*** Opening Data for this exercise ***

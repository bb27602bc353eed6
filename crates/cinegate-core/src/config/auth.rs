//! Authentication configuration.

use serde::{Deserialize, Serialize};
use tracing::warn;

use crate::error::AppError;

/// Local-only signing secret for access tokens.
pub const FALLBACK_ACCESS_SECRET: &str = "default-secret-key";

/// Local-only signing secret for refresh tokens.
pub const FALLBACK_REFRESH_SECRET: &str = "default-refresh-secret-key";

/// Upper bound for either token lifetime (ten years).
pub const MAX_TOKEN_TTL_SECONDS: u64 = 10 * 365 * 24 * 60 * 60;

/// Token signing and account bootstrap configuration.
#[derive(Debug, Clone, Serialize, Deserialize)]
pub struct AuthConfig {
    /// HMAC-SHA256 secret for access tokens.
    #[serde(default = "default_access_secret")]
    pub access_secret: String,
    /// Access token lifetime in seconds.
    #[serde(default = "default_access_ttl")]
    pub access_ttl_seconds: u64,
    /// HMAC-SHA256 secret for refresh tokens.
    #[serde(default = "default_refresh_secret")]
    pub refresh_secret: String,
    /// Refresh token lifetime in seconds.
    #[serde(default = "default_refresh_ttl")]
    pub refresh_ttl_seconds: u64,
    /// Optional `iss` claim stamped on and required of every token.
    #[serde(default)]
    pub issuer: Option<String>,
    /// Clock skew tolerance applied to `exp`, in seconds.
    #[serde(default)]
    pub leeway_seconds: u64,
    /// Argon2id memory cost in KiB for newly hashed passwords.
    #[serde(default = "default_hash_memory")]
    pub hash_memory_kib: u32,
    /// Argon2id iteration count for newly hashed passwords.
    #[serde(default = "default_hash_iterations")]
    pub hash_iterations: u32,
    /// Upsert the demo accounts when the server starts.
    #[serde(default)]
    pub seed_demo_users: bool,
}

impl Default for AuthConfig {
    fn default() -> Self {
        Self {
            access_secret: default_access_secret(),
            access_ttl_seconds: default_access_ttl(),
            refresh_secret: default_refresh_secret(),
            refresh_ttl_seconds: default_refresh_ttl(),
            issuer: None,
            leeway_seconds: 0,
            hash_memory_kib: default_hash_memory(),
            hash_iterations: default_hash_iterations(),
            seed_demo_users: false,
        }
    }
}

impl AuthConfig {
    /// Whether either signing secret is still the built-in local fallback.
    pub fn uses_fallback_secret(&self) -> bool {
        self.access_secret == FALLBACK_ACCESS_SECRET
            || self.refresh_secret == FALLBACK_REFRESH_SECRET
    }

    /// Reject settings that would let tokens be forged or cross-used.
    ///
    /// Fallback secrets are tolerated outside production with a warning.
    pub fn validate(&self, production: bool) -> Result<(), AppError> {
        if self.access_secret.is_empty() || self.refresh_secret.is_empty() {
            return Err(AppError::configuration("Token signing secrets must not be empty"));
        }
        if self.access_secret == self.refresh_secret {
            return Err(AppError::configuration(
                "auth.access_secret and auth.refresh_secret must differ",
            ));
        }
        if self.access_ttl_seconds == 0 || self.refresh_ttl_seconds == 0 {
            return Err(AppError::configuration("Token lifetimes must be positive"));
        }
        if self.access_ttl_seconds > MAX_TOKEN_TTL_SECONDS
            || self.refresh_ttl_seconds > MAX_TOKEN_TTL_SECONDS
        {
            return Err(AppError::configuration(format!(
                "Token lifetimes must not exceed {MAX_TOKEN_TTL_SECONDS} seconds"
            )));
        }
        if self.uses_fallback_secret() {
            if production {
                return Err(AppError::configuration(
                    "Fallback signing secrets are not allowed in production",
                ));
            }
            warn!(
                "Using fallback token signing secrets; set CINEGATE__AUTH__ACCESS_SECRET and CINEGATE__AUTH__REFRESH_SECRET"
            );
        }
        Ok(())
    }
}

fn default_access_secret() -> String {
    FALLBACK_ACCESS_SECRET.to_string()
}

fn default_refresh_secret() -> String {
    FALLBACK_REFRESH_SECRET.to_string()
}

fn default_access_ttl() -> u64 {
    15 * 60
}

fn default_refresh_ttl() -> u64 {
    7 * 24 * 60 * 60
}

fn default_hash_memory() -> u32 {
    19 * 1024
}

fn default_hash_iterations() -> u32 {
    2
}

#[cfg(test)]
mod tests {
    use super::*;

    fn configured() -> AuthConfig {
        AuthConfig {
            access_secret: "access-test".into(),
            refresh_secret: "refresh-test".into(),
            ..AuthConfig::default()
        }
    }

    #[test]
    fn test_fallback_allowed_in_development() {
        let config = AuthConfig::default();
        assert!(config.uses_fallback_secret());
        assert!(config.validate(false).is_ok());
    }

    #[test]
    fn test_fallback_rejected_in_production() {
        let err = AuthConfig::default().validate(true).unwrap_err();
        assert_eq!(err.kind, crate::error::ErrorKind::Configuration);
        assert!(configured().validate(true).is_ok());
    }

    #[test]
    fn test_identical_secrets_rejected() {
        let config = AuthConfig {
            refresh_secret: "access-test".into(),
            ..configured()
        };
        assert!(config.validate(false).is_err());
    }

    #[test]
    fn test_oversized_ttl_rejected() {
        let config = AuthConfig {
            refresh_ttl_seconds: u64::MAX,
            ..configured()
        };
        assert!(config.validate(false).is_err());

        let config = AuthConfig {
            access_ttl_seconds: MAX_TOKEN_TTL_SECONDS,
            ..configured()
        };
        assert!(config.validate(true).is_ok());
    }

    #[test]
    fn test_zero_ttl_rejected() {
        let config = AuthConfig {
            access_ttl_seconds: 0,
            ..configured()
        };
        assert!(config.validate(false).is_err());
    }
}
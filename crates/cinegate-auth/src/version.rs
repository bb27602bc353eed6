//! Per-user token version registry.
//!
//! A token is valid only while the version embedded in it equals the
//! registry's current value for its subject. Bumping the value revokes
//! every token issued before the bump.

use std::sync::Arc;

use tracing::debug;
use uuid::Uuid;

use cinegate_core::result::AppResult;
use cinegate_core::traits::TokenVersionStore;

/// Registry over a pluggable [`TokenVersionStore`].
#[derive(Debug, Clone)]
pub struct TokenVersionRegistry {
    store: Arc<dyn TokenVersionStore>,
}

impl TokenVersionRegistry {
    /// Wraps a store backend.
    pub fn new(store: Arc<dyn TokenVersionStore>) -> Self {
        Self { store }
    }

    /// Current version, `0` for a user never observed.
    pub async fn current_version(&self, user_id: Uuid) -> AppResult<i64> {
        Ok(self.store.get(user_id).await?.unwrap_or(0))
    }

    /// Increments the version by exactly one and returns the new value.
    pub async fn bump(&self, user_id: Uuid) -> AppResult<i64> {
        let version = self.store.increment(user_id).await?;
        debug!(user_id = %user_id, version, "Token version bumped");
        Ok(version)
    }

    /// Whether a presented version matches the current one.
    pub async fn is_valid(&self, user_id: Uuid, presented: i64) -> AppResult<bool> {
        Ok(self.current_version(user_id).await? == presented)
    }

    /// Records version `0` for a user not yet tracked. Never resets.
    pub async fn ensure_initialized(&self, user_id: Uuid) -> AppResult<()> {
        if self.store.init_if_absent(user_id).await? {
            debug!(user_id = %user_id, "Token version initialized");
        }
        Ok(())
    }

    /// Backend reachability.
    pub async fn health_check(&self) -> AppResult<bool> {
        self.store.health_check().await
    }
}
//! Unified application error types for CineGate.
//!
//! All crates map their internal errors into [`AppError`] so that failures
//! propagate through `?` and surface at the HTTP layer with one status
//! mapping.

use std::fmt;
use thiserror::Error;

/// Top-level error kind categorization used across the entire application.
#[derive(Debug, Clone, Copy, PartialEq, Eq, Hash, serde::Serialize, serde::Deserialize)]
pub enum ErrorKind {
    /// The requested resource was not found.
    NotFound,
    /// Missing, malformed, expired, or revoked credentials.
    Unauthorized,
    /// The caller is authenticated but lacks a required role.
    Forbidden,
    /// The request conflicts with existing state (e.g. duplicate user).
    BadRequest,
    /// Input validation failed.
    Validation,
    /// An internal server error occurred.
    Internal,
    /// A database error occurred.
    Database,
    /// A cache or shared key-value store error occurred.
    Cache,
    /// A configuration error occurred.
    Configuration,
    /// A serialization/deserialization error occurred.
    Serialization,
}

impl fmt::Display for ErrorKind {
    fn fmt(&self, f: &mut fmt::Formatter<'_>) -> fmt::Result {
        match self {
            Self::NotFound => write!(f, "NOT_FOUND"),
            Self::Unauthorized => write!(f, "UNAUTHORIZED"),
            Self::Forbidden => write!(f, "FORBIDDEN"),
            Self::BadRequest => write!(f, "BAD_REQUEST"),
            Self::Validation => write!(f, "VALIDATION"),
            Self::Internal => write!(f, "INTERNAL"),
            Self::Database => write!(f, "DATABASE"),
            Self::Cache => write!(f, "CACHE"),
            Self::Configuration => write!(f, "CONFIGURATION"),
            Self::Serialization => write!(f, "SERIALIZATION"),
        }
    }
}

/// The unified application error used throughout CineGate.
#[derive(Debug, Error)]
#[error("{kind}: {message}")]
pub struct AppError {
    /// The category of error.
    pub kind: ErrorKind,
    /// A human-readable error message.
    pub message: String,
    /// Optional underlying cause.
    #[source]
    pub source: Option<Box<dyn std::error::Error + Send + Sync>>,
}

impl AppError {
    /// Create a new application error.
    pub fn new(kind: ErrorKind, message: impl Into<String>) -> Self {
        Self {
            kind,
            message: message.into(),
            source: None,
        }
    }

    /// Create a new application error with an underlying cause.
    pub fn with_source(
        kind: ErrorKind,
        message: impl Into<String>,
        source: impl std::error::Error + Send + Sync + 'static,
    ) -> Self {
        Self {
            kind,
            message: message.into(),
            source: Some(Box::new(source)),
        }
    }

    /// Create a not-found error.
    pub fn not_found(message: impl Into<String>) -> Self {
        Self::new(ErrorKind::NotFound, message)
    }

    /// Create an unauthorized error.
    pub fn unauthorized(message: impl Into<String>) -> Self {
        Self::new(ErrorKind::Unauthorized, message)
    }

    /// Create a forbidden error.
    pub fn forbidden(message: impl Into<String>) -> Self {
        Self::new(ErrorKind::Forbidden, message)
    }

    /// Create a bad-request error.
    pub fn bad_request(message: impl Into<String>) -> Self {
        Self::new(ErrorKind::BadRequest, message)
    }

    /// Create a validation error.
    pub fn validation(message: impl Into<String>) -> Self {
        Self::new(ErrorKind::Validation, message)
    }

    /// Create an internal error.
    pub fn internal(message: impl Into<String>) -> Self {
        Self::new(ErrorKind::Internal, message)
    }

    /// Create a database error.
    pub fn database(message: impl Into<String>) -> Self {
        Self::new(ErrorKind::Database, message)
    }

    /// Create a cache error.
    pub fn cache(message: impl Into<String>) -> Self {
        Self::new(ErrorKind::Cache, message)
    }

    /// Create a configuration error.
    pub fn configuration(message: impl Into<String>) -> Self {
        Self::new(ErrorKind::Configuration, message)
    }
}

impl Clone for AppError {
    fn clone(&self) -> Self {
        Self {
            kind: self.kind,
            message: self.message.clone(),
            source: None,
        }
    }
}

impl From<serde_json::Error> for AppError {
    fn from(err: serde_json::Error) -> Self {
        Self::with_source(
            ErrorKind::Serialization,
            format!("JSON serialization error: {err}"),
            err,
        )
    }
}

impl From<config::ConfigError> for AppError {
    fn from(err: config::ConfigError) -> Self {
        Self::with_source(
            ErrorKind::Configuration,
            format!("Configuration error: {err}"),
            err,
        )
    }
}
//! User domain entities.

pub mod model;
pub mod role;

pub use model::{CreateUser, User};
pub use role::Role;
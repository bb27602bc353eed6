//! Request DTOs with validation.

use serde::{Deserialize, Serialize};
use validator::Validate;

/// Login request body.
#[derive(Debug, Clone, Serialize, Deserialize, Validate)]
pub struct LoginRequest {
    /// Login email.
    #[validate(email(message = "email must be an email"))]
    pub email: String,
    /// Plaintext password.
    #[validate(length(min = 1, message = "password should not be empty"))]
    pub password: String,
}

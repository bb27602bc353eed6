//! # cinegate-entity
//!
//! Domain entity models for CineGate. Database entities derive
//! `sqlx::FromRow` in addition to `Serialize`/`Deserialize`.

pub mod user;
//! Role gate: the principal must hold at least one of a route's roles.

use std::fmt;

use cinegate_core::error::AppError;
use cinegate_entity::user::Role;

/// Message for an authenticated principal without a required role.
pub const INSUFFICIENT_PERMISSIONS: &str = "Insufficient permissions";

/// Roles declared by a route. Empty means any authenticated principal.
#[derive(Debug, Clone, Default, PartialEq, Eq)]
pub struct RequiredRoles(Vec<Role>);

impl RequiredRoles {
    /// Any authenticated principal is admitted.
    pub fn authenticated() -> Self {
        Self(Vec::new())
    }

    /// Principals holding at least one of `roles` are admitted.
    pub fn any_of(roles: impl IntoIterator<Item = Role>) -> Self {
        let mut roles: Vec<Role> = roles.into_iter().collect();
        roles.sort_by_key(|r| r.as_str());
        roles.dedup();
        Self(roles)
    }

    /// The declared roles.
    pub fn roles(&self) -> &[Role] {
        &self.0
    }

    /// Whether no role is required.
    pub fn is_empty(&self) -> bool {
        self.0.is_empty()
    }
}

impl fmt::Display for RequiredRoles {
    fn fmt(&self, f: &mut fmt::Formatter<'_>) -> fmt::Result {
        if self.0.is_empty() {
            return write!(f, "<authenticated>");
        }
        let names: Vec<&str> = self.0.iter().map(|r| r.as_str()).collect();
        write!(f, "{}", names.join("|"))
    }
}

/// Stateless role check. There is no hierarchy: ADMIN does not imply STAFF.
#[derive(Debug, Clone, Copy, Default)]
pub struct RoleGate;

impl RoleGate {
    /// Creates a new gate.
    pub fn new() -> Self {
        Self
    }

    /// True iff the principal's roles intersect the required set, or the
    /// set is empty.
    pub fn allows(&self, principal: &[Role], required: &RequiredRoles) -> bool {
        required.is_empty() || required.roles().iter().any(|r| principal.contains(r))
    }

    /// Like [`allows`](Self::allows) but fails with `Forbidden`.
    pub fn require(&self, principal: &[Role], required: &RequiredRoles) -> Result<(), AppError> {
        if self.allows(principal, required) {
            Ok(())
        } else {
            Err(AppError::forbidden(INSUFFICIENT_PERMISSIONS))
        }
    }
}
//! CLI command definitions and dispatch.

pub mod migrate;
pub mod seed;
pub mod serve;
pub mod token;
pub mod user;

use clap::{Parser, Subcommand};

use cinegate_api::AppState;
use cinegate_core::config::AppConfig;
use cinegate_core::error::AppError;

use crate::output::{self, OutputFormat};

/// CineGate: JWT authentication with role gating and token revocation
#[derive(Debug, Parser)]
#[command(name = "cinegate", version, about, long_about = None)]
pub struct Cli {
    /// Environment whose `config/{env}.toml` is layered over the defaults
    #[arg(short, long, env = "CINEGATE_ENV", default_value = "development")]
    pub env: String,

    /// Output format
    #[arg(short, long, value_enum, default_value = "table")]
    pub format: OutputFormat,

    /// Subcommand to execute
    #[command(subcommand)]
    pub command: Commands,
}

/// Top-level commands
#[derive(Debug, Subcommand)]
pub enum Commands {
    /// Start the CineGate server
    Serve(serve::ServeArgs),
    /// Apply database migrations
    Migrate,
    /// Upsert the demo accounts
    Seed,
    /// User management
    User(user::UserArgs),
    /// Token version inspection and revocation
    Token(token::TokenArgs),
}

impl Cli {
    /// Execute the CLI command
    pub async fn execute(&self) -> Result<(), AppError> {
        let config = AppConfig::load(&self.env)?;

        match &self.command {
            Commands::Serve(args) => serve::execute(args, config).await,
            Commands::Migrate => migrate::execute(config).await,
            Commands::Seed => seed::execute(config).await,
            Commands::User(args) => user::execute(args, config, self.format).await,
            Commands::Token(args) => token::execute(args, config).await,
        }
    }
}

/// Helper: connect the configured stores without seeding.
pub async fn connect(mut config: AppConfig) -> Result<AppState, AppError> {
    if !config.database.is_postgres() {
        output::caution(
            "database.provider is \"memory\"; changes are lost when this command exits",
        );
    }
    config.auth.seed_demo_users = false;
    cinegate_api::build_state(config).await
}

*** Closing Data for this exercise ***

=== What the exercise asks ===
Work out how many lines of the data hold the string "bool". Reply with that number alone.

=== Response to the exercise ===
7